A builder is not going to want to build or maintain a public plaza like this, on this scale (and the city cannot force them to build one like this). Further, the developer(s) will want to build on every square inch of that property and will sacrifice height to do it (its cheaper to build out than up).

Developers leave open spaces like this one all the time, yet they're seldom designed to be that functional and typically on a smaller scale. Often, they're for some private garden, grand circular driveway, or obscure public park. Many developers care about making positive contribution to communities and will work with the city if the city wants something more significant in a given place. One can't rule out the possibility of such a space becoming a reality if the city sees it as a good idea. For the end result of the loss of a massive city block to be one just big development would be an unwelcome extension 1960s block-busting development.
 
Developers leave open spaces like this one all the time, yet they're seldom designed to be that functional and typically on a smaller scale. Often, they're for some private garden, grand circular driveway, or obscure public park. Many developers care about making positive contribution to communities and will work with the city if the city wants something more significant in a given place. One can't rule out the possibility of such a space becoming a reality if the city sees it as a good idea. For the end result of the loss of a massive city block to be one just big development would be an unwelcome extension 1960s block-busting development.

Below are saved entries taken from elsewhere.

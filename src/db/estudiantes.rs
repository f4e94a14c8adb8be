use crate::error::{ApiError, ApiResult};
use crate::models::{ahora, EstadoEstudiante, Estudiante};
use rusqlite::types::Value;
use rusqlite::{params, params_from_iter, Connection, OptionalExtension, Row};

const COLUMNAS: &str = "id, nombres, apellidos, cedula, fecha_nacimiento, grado_id, seccion_id, estado, created_at, updated_at, deleted_at";

fn map_row(row: &Row<'_>) -> rusqlite::Result<Estudiante> {
    Ok(Estudiante {
        id: row.get(0)?,
        nombres: row.get(1)?,
        apellidos: row.get(2)?,
        cedula: row.get(3)?,
        fecha_nacimiento: row.get(4)?,
        grado_id: row.get(5)?,
        seccion_id: row.get(6)?,
        estado: row.get(7)?,
        created_at: row.get(8)?,
        updated_at: row.get(9)?,
        deleted_at: row.get(10)?,
    })
}

/// Datos editables de un estudiante (entrada de crear/actualizar).
#[derive(Debug, Clone)]
pub struct DatosEstudiante {
    pub nombres: String,
    pub apellidos: String,
    pub cedula: String,
    pub fecha_nacimiento: Option<String>,
    pub grado_id: Option<i64>,
    pub seccion_id: Option<i64>,
    pub estado: EstadoEstudiante,
}

#[derive(Debug, Clone, Default)]
pub struct FiltroEstudiantes {
    pub grado_id: Option<i64>,
    pub seccion_id: Option<i64>,
    pub estado: Option<EstadoEstudiante>,
    /// Búsqueda por nombre, apellido o cédula.
    pub q: Option<String>,
}

/// Lista estudiantes no eliminados, ordenados por apellidos y nombres.
pub fn listar(conn: &Connection, filtro: &FiltroEstudiantes) -> ApiResult<Vec<Estudiante>> {
    let mut sql = format!("SELECT {} FROM estudiantes WHERE deleted_at IS NULL", COLUMNAS);
    let mut args: Vec<Value> = Vec::new();
    if let Some(g) = filtro.grado_id {
        args.push(Value::Integer(g));
        sql.push_str(&format!(" AND grado_id = ?{}", args.len()));
    }
    if let Some(s) = filtro.seccion_id {
        args.push(Value::Integer(s));
        sql.push_str(&format!(" AND seccion_id = ?{}", args.len()));
    }
    if let Some(e) = filtro.estado {
        args.push(Value::Text(e.as_str().to_string()));
        sql.push_str(&format!(" AND estado = ?{}", args.len()));
    }
    if let Some(q) = filtro.q.as_ref().map(|q| q.trim()).filter(|q| !q.is_empty()) {
        args.push(Value::Text(format!("%{}%", q.to_lowercase())));
        let n = args.len();
        sql.push_str(&format!(
            " AND (lower(nombres) LIKE ?{n} OR lower(apellidos) LIKE ?{n} OR lower(cedula) LIKE ?{n})"
        ));
    }
    sql.push_str(" ORDER BY apellidos, nombres");

    let mut stmt = conn.prepare(&sql)?;
    let rows = stmt.query_map(params_from_iter(args.iter()), map_row)?;
    let mut out = Vec::new();
    for r in rows {
        out.push(r?);
    }
    Ok(out)
}

/// Busca un estudiante por id, incluidos los eliminados lógicamente.
pub fn obtener(conn: &Connection, id: i64) -> ApiResult<Option<Estudiante>> {
    let sql = format!("SELECT {} FROM estudiantes WHERE id = ?1", COLUMNAS);
    Ok(conn.query_row(&sql, params![id], map_row).optional()?)
}

/// Estudiante activo en el sistema (no eliminado); si no, `NotFound`.
pub fn requerir_vigente(conn: &Connection, id: i64) -> ApiResult<Estudiante> {
    match obtener(conn, id)? {
        Some(e) if e.deleted_at.is_none() => Ok(e),
        _ => Err(ApiError::not_found("student", id)),
    }
}

pub fn buscar_por_cedula(conn: &Connection, cedula: &str) -> ApiResult<Option<Estudiante>> {
    let sql = format!("SELECT {} FROM estudiantes WHERE cedula = ?1", COLUMNAS);
    Ok(conn.query_row(&sql, params![cedula.trim()], map_row).optional()?)
}

pub fn crear(conn: &Connection, datos: &DatosEstudiante) -> ApiResult<Estudiante> {
    let ts = ahora();
    conn.execute(
        "INSERT INTO estudiantes (nombres, apellidos, cedula, fecha_nacimiento, grado_id, seccion_id, estado, created_at, updated_at)
         VALUES (?1, ?2, ?3, ?4, ?5, ?6, ?7, ?8, ?8)",
        params![
            datos.nombres.trim(),
            datos.apellidos.trim(),
            datos.cedula.trim(),
            datos.fecha_nacimiento,
            datos.grado_id,
            datos.seccion_id,
            datos.estado,
            ts,
        ],
    )?;
    requerir_vigente(conn, conn.last_insert_rowid())
}

pub fn actualizar(conn: &Connection, id: i64, datos: &DatosEstudiante) -> ApiResult<Estudiante> {
    requerir_vigente(conn, id)?;
    conn.execute(
        "UPDATE estudiantes SET nombres = ?1, apellidos = ?2, cedula = ?3, fecha_nacimiento = ?4,
                grado_id = ?5, seccion_id = ?6, estado = ?7, updated_at = ?8
         WHERE id = ?9",
        params![
            datos.nombres.trim(),
            datos.apellidos.trim(),
            datos.cedula.trim(),
            datos.fecha_nacimiento,
            datos.grado_id,
            datos.seccion_id,
            datos.estado,
            ahora(),
            id,
        ],
    )?;
    requerir_vigente(conn, id)
}

/// Borrado lógico: marca `deleted_at`. Las calificaciones históricas se conservan.
pub fn eliminar(conn: &Connection, id: i64) -> ApiResult<Estudiante> {
    let estudiante = requerir_vigente(conn, id)?;
    let ts = ahora();
    conn.execute("UPDATE estudiantes SET deleted_at = ?1, updated_at = ?1 WHERE id = ?2", params![ts, id])?;
    Ok(Estudiante { deleted_at: Some(ts.clone()), updated_at: ts, ..estudiante })
}

/// Destino de una promoción: nuevo grado/sección o egreso.
#[derive(Debug, Clone, Copy, PartialEq)]
pub enum Destino {
    Grado { grado_id: i64, seccion_id: Option<i64> },
    Graduar,
}

pub fn promover(conn: &Connection, id: i64, destino: Destino) -> ApiResult<Estudiante> {
    requerir_vigente(conn, id)?;
    match destino {
        Destino::Grado { grado_id, seccion_id } => {
            conn.execute(
                "UPDATE estudiantes SET grado_id = ?1, seccion_id = COALESCE(?2, seccion_id), updated_at = ?3 WHERE id = ?4",
                params![grado_id, seccion_id, ahora(), id],
            )?;
        }
        Destino::Graduar => {
            conn.execute(
                "UPDATE estudiantes SET estado = ?1, updated_at = ?2 WHERE id = ?3",
                params![EstadoEstudiante::Graduado, ahora(), id],
            )?;
        }
    }
    requerir_vigente(conn, id)
}

/// Ids de los estudiantes activos y vigentes de un grado (y opcionalmente una sección).
pub fn ids_activos_de(conn: &Connection, grado_id: i64, seccion_id: Option<i64>) -> ApiResult<Vec<i64>> {
    let mut stmt = conn.prepare(
        "SELECT id FROM estudiantes
         WHERE deleted_at IS NULL AND estado = 'ACTIVO' AND grado_id = ?1
           AND (?2 IS NULL OR seccion_id = ?2)
         ORDER BY id",
    )?;
    let rows = stmt.query_map(params![grado_id, seccion_id], |row| row.get::<_, i64>(0))?;
    let mut out = Vec::new();
    for r in rows {
        out.push(r?);
    }
    Ok(out)
}

pub fn contar_vigentes(conn: &Connection) -> ApiResult<i64> {
    Ok(conn.query_row("SELECT COUNT(*) FROM estudiantes WHERE deleted_at IS NULL", [], |r| r.get(0))?)
}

Yes, its done on a smaller scale all the time. But its a smaller scale. It has never been and will never be on this scale. That's why the city has expropriated land for such squares as Yonge-Dundas and Nathan Phillips.

As for "block-busting", this block has already been busted: its a parking lot. And a developer will no doubt develop this area in pieces and in phases, if it ends up being developed by one particular developer.
 
The square in this case would have to be a partnership of the city and the developer which would ease the burden for both and allow it to happen. In terms of block-busting, the block has been busted but its fate can be changed from just another product of the destructive era like a massive development that leaves the side streets in shadows and turns them into trivial laneways. What happened to block should set off some alarm bells at the city because its fate of 1960s-style redevelopment can still be avoided with the likes of Cathedral Square. The site is currently at a kind of halfway point before a point of no return.